Line by line, reproduce exactly the beginning of the listing below, ending with the line that contains "use unicode_segmentation::UnicodeSegmentation;" and adding nothing.

→ **INPUT**
#####
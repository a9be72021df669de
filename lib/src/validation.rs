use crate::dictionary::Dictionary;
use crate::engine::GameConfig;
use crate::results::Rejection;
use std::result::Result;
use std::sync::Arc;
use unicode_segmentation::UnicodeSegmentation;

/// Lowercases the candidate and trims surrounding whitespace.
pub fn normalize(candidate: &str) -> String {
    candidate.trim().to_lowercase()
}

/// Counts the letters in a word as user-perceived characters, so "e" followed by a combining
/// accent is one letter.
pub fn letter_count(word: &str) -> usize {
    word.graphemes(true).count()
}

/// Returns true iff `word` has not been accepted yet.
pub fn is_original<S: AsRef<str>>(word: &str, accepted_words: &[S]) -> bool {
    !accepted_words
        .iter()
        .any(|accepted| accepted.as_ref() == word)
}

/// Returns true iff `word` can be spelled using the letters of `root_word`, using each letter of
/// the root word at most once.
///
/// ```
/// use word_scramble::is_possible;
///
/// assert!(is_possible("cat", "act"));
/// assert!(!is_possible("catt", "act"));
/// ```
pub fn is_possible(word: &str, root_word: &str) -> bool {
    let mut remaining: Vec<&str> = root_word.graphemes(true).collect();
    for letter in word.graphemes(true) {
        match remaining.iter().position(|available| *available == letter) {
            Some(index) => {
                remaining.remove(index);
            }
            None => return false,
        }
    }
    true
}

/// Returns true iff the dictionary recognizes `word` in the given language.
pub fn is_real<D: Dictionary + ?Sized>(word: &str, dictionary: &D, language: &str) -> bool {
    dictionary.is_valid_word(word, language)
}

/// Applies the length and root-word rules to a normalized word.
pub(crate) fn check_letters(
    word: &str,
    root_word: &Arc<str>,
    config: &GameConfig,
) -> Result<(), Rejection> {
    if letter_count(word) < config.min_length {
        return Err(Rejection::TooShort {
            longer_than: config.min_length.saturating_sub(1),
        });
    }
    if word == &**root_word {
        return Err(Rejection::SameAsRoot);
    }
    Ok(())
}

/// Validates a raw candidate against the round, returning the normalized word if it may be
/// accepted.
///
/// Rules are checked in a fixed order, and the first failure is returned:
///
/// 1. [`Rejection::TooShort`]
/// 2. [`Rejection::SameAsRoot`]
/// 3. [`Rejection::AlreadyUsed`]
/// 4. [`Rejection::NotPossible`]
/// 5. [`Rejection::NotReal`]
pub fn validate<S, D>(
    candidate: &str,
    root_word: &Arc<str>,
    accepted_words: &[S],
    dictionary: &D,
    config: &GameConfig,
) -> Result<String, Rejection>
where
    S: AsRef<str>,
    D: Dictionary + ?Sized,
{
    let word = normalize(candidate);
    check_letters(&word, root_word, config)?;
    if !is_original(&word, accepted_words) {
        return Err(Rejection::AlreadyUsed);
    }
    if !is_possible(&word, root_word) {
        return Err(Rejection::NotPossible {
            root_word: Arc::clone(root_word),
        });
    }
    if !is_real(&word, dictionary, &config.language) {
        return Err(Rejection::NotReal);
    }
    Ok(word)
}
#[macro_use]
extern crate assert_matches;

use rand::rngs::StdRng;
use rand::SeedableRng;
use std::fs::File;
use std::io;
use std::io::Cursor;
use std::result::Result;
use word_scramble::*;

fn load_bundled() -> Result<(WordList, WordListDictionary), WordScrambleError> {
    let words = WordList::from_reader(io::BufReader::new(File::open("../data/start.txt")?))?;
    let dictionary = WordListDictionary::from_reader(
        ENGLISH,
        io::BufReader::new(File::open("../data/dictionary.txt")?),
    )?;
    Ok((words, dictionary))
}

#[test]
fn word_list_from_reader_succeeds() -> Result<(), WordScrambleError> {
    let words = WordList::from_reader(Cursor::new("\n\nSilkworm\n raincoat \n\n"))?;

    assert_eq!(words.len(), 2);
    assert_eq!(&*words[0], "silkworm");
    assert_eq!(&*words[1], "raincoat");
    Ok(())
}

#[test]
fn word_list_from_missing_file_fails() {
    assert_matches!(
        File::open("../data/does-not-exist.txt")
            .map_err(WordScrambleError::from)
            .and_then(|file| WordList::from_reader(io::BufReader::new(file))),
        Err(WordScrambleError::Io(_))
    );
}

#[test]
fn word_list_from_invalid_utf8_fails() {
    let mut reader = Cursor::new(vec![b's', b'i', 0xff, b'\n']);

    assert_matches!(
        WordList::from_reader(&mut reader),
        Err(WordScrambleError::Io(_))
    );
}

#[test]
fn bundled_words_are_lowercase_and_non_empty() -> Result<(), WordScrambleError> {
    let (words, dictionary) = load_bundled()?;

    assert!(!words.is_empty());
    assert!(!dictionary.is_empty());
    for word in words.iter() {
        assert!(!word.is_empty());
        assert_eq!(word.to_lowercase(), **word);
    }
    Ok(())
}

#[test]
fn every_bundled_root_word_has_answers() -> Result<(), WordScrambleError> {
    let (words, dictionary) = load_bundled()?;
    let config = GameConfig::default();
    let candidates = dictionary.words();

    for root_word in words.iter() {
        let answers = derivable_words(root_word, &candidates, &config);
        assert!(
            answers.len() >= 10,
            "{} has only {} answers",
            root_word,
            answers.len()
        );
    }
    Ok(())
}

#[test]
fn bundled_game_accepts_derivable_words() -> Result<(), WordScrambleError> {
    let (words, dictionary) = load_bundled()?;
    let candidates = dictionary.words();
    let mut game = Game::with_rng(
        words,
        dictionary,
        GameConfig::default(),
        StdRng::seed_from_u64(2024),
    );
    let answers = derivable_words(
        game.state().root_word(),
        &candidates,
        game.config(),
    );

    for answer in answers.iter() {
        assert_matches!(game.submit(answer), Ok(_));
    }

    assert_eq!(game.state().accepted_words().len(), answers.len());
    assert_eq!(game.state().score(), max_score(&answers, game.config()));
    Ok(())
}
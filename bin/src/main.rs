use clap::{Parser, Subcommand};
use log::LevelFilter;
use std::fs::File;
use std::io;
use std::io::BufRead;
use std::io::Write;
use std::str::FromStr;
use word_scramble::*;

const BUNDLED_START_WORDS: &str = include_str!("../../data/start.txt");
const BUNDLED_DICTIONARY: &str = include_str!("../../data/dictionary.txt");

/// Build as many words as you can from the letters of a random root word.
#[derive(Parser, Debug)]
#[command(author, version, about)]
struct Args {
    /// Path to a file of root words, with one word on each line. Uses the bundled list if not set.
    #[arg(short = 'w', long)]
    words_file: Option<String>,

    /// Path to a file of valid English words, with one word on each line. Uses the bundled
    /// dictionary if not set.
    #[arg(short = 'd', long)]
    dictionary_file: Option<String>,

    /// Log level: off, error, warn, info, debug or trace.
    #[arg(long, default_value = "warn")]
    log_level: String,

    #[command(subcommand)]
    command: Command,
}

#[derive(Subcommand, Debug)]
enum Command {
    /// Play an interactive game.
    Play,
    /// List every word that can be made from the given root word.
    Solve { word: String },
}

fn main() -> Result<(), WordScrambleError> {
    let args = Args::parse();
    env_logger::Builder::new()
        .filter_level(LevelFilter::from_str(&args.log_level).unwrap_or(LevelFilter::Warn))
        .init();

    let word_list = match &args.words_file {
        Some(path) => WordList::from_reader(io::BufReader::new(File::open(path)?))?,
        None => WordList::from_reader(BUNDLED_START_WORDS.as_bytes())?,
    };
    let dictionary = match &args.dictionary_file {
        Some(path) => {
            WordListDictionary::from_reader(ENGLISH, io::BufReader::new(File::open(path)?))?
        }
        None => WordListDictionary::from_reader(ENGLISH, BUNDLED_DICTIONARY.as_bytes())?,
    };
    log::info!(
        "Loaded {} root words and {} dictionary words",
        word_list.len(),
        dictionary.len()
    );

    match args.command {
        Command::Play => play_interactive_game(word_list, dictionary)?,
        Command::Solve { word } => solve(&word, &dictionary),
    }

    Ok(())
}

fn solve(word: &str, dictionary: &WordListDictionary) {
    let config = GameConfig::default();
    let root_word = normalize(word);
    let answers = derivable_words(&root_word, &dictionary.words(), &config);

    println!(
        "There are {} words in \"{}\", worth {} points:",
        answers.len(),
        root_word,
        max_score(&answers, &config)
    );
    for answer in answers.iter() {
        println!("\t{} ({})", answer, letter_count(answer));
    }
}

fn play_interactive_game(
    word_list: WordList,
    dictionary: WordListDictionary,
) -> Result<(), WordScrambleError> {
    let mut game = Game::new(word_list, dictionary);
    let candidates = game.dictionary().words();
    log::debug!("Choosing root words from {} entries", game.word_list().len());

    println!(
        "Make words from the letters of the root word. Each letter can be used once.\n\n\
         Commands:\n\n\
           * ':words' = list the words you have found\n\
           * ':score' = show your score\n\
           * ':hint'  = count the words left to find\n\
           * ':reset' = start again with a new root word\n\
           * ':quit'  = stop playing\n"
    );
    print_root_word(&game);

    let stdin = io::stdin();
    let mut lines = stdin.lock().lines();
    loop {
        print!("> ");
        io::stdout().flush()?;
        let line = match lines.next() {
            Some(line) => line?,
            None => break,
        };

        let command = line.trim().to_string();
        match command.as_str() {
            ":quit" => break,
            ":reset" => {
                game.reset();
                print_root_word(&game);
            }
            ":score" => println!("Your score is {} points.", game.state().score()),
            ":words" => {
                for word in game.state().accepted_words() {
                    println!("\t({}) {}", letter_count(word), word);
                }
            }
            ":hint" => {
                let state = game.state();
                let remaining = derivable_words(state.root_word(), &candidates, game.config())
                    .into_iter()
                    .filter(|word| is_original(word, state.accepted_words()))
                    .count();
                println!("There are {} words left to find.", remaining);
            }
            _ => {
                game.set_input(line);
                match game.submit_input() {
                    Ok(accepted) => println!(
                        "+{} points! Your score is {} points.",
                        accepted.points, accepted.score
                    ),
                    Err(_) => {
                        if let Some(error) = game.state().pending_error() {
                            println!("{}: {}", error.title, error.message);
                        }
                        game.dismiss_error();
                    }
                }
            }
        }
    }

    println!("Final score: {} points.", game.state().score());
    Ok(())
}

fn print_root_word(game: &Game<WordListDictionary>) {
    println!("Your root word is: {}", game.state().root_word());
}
#####
→ **OUTPUT OF THE EXERCISE**
repository a9be72021df669de
filename lib/src/validation.rs
use crate::dictionary::Dictionary;
use crate::engine::GameConfig;
use crate::results::Rejection;
use std::result::Result;
use std::sync::Arc;
use unicode_segmentation::UnicodeSegmentation;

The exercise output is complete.